De acordo com o Ministério da Saúde, o Sissolo, implementado em 2004, é o único banco nacional que reúne informações sobre áreas contaminadas e populações expostas a agentes químicos. O sistema possui cinco funcionalidades: cadastro de áreas, pesquisa, geração de relatórios, edição de regionais de saúde e tabelas básicas.
O controle de acesso segue o pacto federativo, permitindo que gestores municipais, estaduais e federais cadastrem usuários com diferentes níveis de permissão. As atribuições variam desde visualização de dados até edições completas.
Desafios e melhorias
Durante um webinário realizado em 4 de novembro, a equipe técnica destacou limitações na versão atual do Sissolo, como inconsistências de dados e falhas no georreferenciamento. Para resolver esses problemas, foi criada uma ferramenta complementar com foco em visualização geoespacial e qualificação de informações.
A nova solução permite identificar duplicidades, corrigir fichas de campo, baixar bases de dados e gerar estimativas mais precisas sobre populações expostas. Segundo Lucas Carvalho Sanglard, consultor técnico da CGVAM, a articulação entre vigilâncias em saúde e órgãos ambientais é essencial para garantir dados confiáveis.
O Ministério da Saúde também apresentou a Nota Técnica nº 29/2025, com orientações sobre o uso da ferramenta, solicitação de habilitação de usuários e procedimentos para correção de coordenadas geográficas.
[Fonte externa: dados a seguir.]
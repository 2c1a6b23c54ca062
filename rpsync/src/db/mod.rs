//! Database access for the sync job

pub mod play_events;

pub use play_events::Storage;
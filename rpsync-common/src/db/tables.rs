//! Table definitions
//!
//! Single source of truth for the tables this project owns.

use crate::db::schema::{ColumnDefinition, IndexDefinition, TableDefinition};

/// Table holding ingested play events
pub const PLAY_EVENTS_TABLE: &str = "recently_played_songs";

/// Definition of `recently_played_songs`
///
/// With `deduplicate` set, a unique index on (played_at, song_name, artist)
/// is added so the same play fetched twice is stored once.
pub fn play_events_table(deduplicate: bool) -> TableDefinition {
    let table = TableDefinition::new(PLAY_EVENTS_TABLE)
        .column(
            ColumnDefinition::new("id", "INTEGER")
                .primary_key()
                .autoincrement(),
        )
        .column(ColumnDefinition::new("song_name", "TEXT").not_null())
        .column(ColumnDefinition::new("artist", "TEXT").not_null())
        .column(ColumnDefinition::new("album", "TEXT").not_null())
        .column(ColumnDefinition::new("played_at", "TIMESTAMP").not_null())
        .index(IndexDefinition::new(
            "idx_recently_played_songs_played_at",
            &["played_at"],
        ));

    if deduplicate {
        table.index(
            IndexDefinition::new(
                "idx_recently_played_songs_dedup",
                &["played_at", "song_name", "artist"],
            )
            .unique(),
        )
    } else {
        table
    }
}
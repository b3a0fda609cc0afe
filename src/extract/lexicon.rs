//! Built-in word lists. Every list can be extended through configuration.

/// Countries and cities recognised by the location extractor.
pub const LOCATIONS: &[&str] = &[
    // 국내
    "서울", "부산", "대구", "인천", "광주", "대전", "울산", "세종", "제주", "수원", "성남",
    "고양", "용인", "창원", "청주", "천안", "전주", "포항", "경주", "강릉", "춘천", "여수",
    "목포", "순천", "평택", "판교", "구미", "김해",
    // 해외 국가
    "한국", "일본", "중국", "미국", "영국", "프랑스", "독일", "이탈리아", "스페인", "캐나다",
    "호주", "베트남", "태국", "싱가포르", "인도네시아", "인도", "대만", "홍콩", "필리핀",
    "말레이시아", "멕시코", "브라질", "네덜란드", "스위스",
    // 해외 도시
    "도쿄", "오사카", "교토", "후쿠오카", "삿포로", "나고야", "베이징", "상하이",
    "뉴욕", "로스앤젤레스", "샌프란시스코", "라스베이거스", "시애틀", "워싱턴", "보스턴",
    "시카고", "런던", "파리", "베를린", "프랑크푸르트", "뮌헨", "로마", "밀라노", "마드리드",
    "바르셀로나", "하노이", "호치민", "다낭", "방콕", "자카르타", "타이베이", "시드니",
    "멜버른", "토론토", "밴쿠버", "두바이", "암스테르담", "취리히", "마닐라", "쿠알라룸푸르",
];

/// Job titles that follow a name (`최명재 팀장`).
pub const TITLES: &[&str] = &[
    "팀장", "부장", "과장", "차장", "대리", "사원", "주임", "이사", "상무", "전무", "사장",
    "부사장", "대표", "회장", "매니저", "선임", "책임", "수석", "실장", "본부장", "센터장",
    "연구원", "파트장", "그룹장", "팀원", "인턴", "교수", "박사",
];

/// Phrases after which the names of fellow travelers follow.
pub const COMPANION_TRIGGERS: &[&str] = &[
    "나와 함께", "저와 함께", "나랑 같이", "저랑 같이", "나와 같이", "저와 같이",
    "우리 팀원은", "저희 팀원은", "팀원은", "동행자는", "출장자는", "참석자는",
    "함께 가는 사람은", "같이 가는 사람은",
];

/// Triggers implying the speaker travels too.
pub const SPEAKER_MARKERS: &[&str] = &["나와", "저와", "나랑", "저랑", "나하고", "저하고"];

/// Trailing particles and copulas stripped from name candidates, longest first.
pub const NAME_SUFFIXES: &[&str] = &[
    "이에요", "입니다", "이랑", "하고", "께서", "에게", "한테", "이야", "이고", "이며",
    "에서", "으로", "와", "과", "랑", "이", "가", "은", "는", "도", "의", "을", "를", "로",
    "님", "씨", "야", "고",
];

/// Single-character suffixes that also end many given names; only stripped
/// from words long enough to still hold a full name afterwards.
pub const NAME_FINAL_SUFFIXES: &[&str] = &["이", "가", "은", "야", "고"];

/// Grammatical markers, pronouns and domain nouns that are never names.
pub const STOP_WORDS: &[&str] = &[
    // 대명사, 조사, 어미
    "나", "저", "우리", "저희", "제가", "내가", "너", "당신", "그", "이", "가", "은", "는",
    "을", "를", "의", "도", "와", "과", "랑", "에", "에서", "으로", "로", "부터", "까지",
    "하고", "그리고", "및", "또", "또는", "함께", "같이", "혼자", "모두", "다들", "총",
    "입니다", "이야", "이에요", "예요", "해요", "합니다", "한다", "간다", "가요", "갑니다",
    "갈려고해", "가려고", "가려고해", "갈", "가고", "예정", "예정이야", "있어", "있다",
    "해", "좀", "정도", "이내", "이하", "이상", "하루", "당일",
    // 출장 관련 명사
    "출장", "출장자", "출장지", "일정", "예산", "경비", "비용", "출장비", "숙박", "숙소",
    "항공", "항공권", "호텔", "교통", "식비", "최대", "최소", "최고", "만원", "원", "달러",
    "회의", "미팅", "방문", "세미나", "컨퍼런스", "전시회", "박람회", "교육", "워크숍",
    "고객", "고객사", "본사", "지사", "지점", "공장", "현장", "사무실", "부서", "팀", "팀원",
    "직원", "동료", "사람", "인원", "명", "분",
    // 시간 표현
    "오늘", "내일", "모레", "이번", "다음", "지난", "주", "이번주", "다음주", "주말", "월요일",
    "화요일", "수요일", "목요일", "금요일", "토요일", "일요일", "오전", "오후", "년", "월", "일",
];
A expectativa é que a nova ferramenta amplie o cadastro de áreas contaminadas, reduza duplicidades e melhore as análises de risco à saúde. O acesso foi disponibilizado exclusivamente para profissionais de vigilância em saúde durante o webinário.
Fábio David Reis, coordenador substituto da CGVAM, reforçou que o sucesso do sistema depende da integração entre setores e do uso qualificado dos dados para proteger a saúde das populações expostas.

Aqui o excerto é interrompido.